Texas court overturns jail time for woman's e-mails.

In a series of 84 e-mails, Gayle Magness ridiculed her ex-husband's weight, his sexual prowess and his new wife.

The vitriol she spewed earned Magness an 18-month jail sentence when a Denton County judge ruled in 2007 that she had violated a divorce decree that banned vulgar and offensive language between the ex-spouses. The Texas Supreme Court, however, unanimously overturned Magness' jail sentence, ruling the judge could not enforce the contempt ruling with jail time.
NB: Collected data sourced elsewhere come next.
impl TripSession {
    #[must_use]
    pub fn new(flow: WizardFlow, config: PlannerConfig) -> Self {
        let user_info = UserInfo::default();
        let days = DayPlan::new(config.clamp_duration(user_info.duration));
        Self {
            controller: WizardController::new(flow),
            config,
            user_info: UserInfo {
                duration: days.duration(),
                ..user_info
            },
            days,
            drag: DragDropHandler::new(),
            selected_plan: None,
            suggestions: SuggestionState::Idle,
            next_ticket: 0,
            itinerary: Vec::new(),
        }
    }

    #[must_use]
    pub const fn controller(&self) -> &WizardController {
        &self.controller
    }

    #[must_use]
    pub const fn flow(&self) -> WizardFlow {
        self.controller.flow()
    }

    #[must_use]
    pub fn step(&self) -> WizardStep {
        self.controller.step()
    }

    /// Move to the other planner flow. Only possible before leaving the first
    /// step; traveler details and day slots carry over.
    pub fn switch_flow(&mut self, flow: WizardFlow) -> bool {
        if flow == self.flow() {
            return true;
        }
        if !self.controller.is_first() {
            return false;
        }
        log::info!("switching planner to {}", flow.key());
        self.controller = WizardController::new(flow);
        self.selected_plan = None;
        self.suggestions = SuggestionState::Idle;
        self.itinerary.clear();
        self.drag.drag_end();
        true
    }

    #[must_use]
    pub const fn config(&self) -> &PlannerConfig {
        &self.config
    }

    #[must_use]
    pub const fn user_info(&self) -> &UserInfo {
        &self.user_info
    }

    /// Replace traveler details. Duration is capped to the configured maximum
    /// and the day plan resized to match. Suggestions and any plan chosen from
    /// them were built from the old details and are dropped.
    pub fn set_user_info(&mut self, mut info: UserInfo) {
        info.duration = self.config.clamp_duration(info.duration);
        if info.duration != self.days.duration() {
            self.days.resize(info.duration);
        }
        if info != self.user_info {
            if !matches!(self.suggestions, SuggestionState::Idle) {
                log::debug!("traveler details changed; dropping stale suggestions");
                self.suggestions = SuggestionState::Idle;
            }
            self.clear_plan();
        }
        self.user_info = info;
    }

    pub fn update_user_info(&mut self, update: impl FnOnce(&mut UserInfo)) {
        let mut info = self.user_info.clone();
        update(&mut info);
        self.set_user_info(info);
    }

    #[must_use]
    pub const fn days(&self) -> &DayPlan {
        &self.days
    }

    pub fn set_slot(&mut self, day: u32, category: Category, item_id: impl Into<String>) -> bool {
        self.days.set_slot(day, category, item_id)
    }

    pub fn clear_slot(&mut self, day: u32, category: Category) -> bool {
        self.days.clear_slot(day, category)
    }

    #[must_use]
    pub const fn drag(&self) -> &DragDropHandler {
        &self.drag
    }

    pub fn drag_start(&mut self, category: Category, item_id: impl Into<String>) {
        self.drag.drag_start(category, item_id);
    }

    pub fn drag_over(&mut self, target: DropTarget) {
        self.drag.drag_over(target);
    }

    pub fn drag_leave(&mut self, pointer: (f64, f64), bounds: Bounds) {
        self.drag.drag_leave(pointer, bounds);
    }

    pub fn drop_on(&mut self, target: DropTarget) -> Option<DropTarget> {
        self.drag.drop(&mut self.days, target)
    }

    pub fn drag_end(&mut self) {
        self.drag.drag_end();
    }

    pub fn quick_add(&mut self, category: Category, item_id: &str) -> Option<DropTarget> {
        DragDropHandler::quick_add(&mut self.days, category, item_id)
    }

    #[must_use]
    pub const fn selected_plan(&self) -> Option<&TripPlan> {
        self.selected_plan.as_ref()
    }

    pub fn select_plan(&mut self, plan: TripPlan) {
        log::info!("selected plan '{}'", plan.title);
        self.selected_plan = Some(plan);
    }

    pub fn clear_plan(&mut self) {
        self.selected_plan = None;
    }

    #[must_use]
    pub const fn suggestion_state(&self) -> &SuggestionState {
        &self.suggestions
    }

    /// Ready suggestions, empty while idle or loading.
    #[must_use]
    pub fn suggestions(&self) -> &[TripPlan] {
        match &self.suggestions {
            SuggestionState::Ready(plans) => plans,
            _ => &[],
        }
    }

    #[must_use]
    pub const fn is_loading_suggestions(&self) -> bool {
        matches!(self.suggestions, SuggestionState::Loading { .. })
    }

    /// Start a suggestion request. Only the returned ticket can complete it.
    pub fn begin_suggestions(&mut self) -> u64 {
        self.next_ticket += 1;
        self.suggestions = SuggestionState::Loading {
            ticket: self.next_ticket,
        };
        self.next_ticket
    }

    /// Store suggestions for `ticket`. Stale or cancelled tickets are ignored.
    pub fn complete_suggestions(&mut self, ticket: u64, plans: Vec<TripPlan>) -> bool {
        match self.suggestions {
            SuggestionState::Loading { ticket: pending } if pending == ticket => {
                self.suggestions = SuggestionState::Ready(plans);
                true
            }
            _ => {
                log::debug!("discarding suggestions for stale ticket {ticket}");
                false
            }
        }
    }

    pub fn cancel_suggestions(&mut self) {
        if self.is_loading_suggestions() {
            self.suggestions = SuggestionState::Idle;
        }
    }

    #[must_use]
    pub fn itinerary(&self) -> &[DayActivity] {
        &self.itinerary
    }

    /// Trip price; the selected plan's budget is folded into the subtotal.
    #[must_use]
    pub fn pricing(&self, catalog: &Catalog) -> PriceBreakdown {
        price_breakdown(
            catalog,
            &self.days,
            self.selected_plan.as_ref().map(|plan| plan.budget),
        )
    }

    /// Check whether the current step may be left going forward.
    ///
    /// # Errors
    ///
    /// Returns the rejection the user should see when a gate is not met.
    pub fn check_gate(&self) -> Result<(), TransitionError> {
        match self.step() {
            WizardStep::UserInfo => {
                let missing = self.user_info.missing_fields();
                if missing.is_empty() {
                    Ok(())
                } else {
                    Err(TransitionError::IncompleteUserInfo { missing })
                }
            }
            WizardStep::Customize => {
                let days = self.days.incomplete_days();
                if days.is_empty() {
                    Ok(())
                } else {
                    Err(TransitionError::IncompleteDays { days })
                }
            }
            WizardStep::AiSuggestions => {
                if self.selected_plan.is_some() {
                    Ok(())
                } else {
                    Err(TransitionError::NoPlanSelected)
                }
            }
            WizardStep::Itinerary => Ok(()),
            WizardStep::Summary => Err(TransitionError::AtLastStep),
        }
    }

    /// Advance one step, deriving the itinerary when it is entered.
    ///
    /// # Errors
    ///
    /// Returns a [`TransitionError`] and leaves the step unchanged when a gate fails.
    pub fn next(&mut self, catalog: &Catalog) -> Result<WizardStep, TransitionError> {
        let from = self.step();
        if let Err(err) = self.check_gate() {
            log::debug!("transition from {from:?} rejected: {err}");
            return Err(err);
        }
        if !self.controller.advance() {
            return Err(TransitionError::AtLastStep);
        }
        if from == WizardStep::AiSuggestions {
            self.cancel_suggestions();
        }
        let to = self.step();
        match to {
            WizardStep::Itinerary => self.derive_itinerary(catalog),
            WizardStep::AiSuggestions => {
                self.suggestions = SuggestionState::Idle;
                self.clear_plan();
            }
            _ => {}
        }
        log::info!("wizard {from:?} -> {to:?}");
        Ok(to)
    }

    /// Retreat one step. Leaving the suggestion step cancels a pending request.
    ///
    /// # Errors
    ///
    /// Returns [`TransitionError::AtFirstStep`] on the first step.
    pub fn back(&mut self) -> Result<WizardStep, TransitionError> {
        let from = self.step();
        if !self.controller.retreat() {
            return Err(TransitionError::AtFirstStep);
        }
        if from == WizardStep::AiSuggestions {
            self.cancel_suggestions();
        }
        self.drag.drag_end();
        let to = self.step();
        log::info!("wizard {from:?} <- {to:?}");
        Ok(to)
    }

    /// Jump back to an earlier step of the same flow.
    pub fn rewind_to(&mut self, step: WizardStep) -> bool {
        let rewound = self.controller.rewind_to(step);
        if rewound {
            self.cancel_suggestions();
            self.drag.drag_end();
        }
        rewound
    }

    fn derive_itinerary(&mut self, catalog: &Catalog) {
        self.itinerary = match (self.flow(), &self.selected_plan) {
            (WizardFlow::AiSuggestions, Some(plan)) => itinerary::from_plan(plan),
            _ => itinerary::from_customizations(catalog, &self.days, &self.config.default_city),
        };
        log::debug!("derived itinerary with {} days", self.itinerary.len());
    }

    #[must_use]
    pub fn summary(&self, catalog: &Catalog) -> TripSummary {
        summary::build_summary(self, catalog)
    }
}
The ruling last week narrowly upheld a judge's ability to order divorcing couples to refrain from communicating in "vulgar, profane, obscene or indecent language, in person, in writing or by telephone."

What the court didn't address is the broader issue of whether such a decree, which is standard in many Texas counties, is an unconstitutional violation of a right to self-expression under the First Amendment.
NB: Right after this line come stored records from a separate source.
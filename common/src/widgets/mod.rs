//! Widget components for the compass grid.
//!
//! All widgets are generic over `DrawTarget<Color = Rgb565>` for platform independence.

mod compass;
mod primitives;

pub use compass::{CompassGrid, draw_render_plan};
pub use primitives::{diameter_px, draw_stroked_text, stroke_px, to_pixel, to_point};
Magness' attorney, Bill Trantham, said he was pleased for his client but disappointed that the ruling didn't address the free speech issues.

"People are going to say things between spouses that somebody is not going to like," Trantham said. "It's not the business of the state, I think, to regulate that type of speech."

Magness and Raymond Coppock divorced after 23 years of marriage in 2004. During oral arguments before the Supreme Court in December, Coppock's attorney said the ban on offensive language was added to the divorce settlement when the separation grew increasingly nasty.

Three months after the divorce, Magness began sending e-mails that called Coppock names, accusing him of financial irregularities and threatened criminal charges. Coppock said he couldn't just delete the e-mails because his ex-wife had custody of their 17-year-old son, who had been injured in a car wreck, and he needed updates on his medical condition.

By early 2007, Coppock filed a legal complaint. District Judge Vicki Isaacks sentenced Magness to 18 months in jail, simultaneously reducing the sentence to two weekends in jail and three years of community supervision. When Magness didn't appear for her first weekend in jail, an arrest warrant was issued and she filed her appeal.

Ultimately, the Supreme Court ruled that the injunction against Magness was defective because it did not properly say that its prohibitions were mandatory. She could not be held in contempt and ordered jailed for violating an invalid order, the court ruled.